### Assignment:
Only a number is expected: how many lines in the data below contain the word "strings".

### Exercise material:
####################
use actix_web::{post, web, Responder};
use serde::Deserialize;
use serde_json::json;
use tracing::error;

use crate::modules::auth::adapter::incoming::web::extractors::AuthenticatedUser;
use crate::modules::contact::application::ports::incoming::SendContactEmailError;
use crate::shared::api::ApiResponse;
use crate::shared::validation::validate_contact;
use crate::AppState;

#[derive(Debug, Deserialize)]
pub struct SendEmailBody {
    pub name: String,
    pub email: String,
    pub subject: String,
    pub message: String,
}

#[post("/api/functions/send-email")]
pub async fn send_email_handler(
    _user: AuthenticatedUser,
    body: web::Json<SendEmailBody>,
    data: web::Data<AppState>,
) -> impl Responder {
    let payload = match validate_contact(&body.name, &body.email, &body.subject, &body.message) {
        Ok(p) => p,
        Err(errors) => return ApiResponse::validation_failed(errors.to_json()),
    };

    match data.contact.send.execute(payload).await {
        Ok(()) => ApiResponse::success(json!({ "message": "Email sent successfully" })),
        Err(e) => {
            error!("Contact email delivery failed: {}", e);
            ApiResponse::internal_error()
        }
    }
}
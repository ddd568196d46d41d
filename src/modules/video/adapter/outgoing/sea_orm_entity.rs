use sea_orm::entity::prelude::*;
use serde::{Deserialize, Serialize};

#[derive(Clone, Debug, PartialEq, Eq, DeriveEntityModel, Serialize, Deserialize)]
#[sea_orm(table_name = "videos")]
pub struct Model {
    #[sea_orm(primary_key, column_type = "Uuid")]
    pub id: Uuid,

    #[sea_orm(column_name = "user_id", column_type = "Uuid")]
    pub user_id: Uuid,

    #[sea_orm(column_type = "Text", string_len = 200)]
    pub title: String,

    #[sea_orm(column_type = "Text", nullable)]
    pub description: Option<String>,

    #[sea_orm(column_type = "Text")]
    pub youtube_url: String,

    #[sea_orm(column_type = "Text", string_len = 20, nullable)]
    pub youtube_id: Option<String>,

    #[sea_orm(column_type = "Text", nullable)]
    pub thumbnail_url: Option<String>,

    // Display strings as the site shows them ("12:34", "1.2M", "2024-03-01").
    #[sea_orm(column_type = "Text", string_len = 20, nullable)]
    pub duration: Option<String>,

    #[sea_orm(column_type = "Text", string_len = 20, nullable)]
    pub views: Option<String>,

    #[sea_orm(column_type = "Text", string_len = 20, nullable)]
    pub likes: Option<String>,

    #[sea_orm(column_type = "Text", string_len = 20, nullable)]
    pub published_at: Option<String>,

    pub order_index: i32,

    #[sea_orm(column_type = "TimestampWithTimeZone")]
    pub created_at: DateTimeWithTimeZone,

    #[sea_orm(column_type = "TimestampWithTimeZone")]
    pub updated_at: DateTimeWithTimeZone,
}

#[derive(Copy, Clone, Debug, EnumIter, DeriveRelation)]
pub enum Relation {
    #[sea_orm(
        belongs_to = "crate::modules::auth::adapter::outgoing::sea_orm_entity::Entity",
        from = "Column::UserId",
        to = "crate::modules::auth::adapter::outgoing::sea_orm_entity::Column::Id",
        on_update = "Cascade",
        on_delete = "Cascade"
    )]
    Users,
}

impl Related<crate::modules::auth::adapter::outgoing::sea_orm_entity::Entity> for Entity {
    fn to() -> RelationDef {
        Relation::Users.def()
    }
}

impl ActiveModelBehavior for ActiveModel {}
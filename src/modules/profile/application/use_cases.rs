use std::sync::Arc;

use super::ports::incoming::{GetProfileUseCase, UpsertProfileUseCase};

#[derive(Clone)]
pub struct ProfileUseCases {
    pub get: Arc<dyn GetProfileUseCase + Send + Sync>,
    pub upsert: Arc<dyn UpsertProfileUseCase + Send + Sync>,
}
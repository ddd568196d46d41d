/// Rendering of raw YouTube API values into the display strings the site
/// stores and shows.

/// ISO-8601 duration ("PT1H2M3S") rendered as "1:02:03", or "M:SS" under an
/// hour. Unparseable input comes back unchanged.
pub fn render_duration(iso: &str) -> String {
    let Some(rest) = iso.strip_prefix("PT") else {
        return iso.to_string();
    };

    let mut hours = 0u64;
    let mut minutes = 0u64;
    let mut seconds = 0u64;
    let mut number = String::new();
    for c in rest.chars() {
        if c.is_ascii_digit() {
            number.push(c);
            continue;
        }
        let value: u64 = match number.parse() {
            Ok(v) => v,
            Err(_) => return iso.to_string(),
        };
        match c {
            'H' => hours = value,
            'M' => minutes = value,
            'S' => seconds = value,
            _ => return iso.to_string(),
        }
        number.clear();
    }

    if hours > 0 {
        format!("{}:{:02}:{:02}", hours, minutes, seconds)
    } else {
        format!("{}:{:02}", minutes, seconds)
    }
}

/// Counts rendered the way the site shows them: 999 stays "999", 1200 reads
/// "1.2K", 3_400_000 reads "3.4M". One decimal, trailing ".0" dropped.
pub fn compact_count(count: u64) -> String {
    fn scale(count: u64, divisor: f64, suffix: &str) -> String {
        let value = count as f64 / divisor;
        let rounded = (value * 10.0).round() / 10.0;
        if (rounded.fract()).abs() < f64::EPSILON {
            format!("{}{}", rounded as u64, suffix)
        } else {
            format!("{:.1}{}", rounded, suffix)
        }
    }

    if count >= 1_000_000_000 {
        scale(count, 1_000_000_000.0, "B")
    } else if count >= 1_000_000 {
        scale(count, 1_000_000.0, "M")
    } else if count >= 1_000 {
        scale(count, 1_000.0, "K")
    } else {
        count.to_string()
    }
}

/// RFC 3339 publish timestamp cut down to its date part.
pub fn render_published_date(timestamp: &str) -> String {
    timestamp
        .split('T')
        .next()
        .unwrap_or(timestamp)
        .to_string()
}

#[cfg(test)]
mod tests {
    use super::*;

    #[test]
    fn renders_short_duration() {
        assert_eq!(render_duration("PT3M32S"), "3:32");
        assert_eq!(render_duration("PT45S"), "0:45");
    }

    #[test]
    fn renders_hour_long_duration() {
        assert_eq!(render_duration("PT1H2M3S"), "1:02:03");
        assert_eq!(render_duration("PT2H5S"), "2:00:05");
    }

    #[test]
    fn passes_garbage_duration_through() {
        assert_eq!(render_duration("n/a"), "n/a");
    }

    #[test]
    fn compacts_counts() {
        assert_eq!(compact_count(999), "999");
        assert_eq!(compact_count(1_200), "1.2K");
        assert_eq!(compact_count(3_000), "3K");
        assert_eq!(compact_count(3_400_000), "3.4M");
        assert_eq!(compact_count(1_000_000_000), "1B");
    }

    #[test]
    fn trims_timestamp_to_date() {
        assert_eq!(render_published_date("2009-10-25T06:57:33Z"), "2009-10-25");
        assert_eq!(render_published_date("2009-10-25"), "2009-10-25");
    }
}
####################
### Completed exercise:
2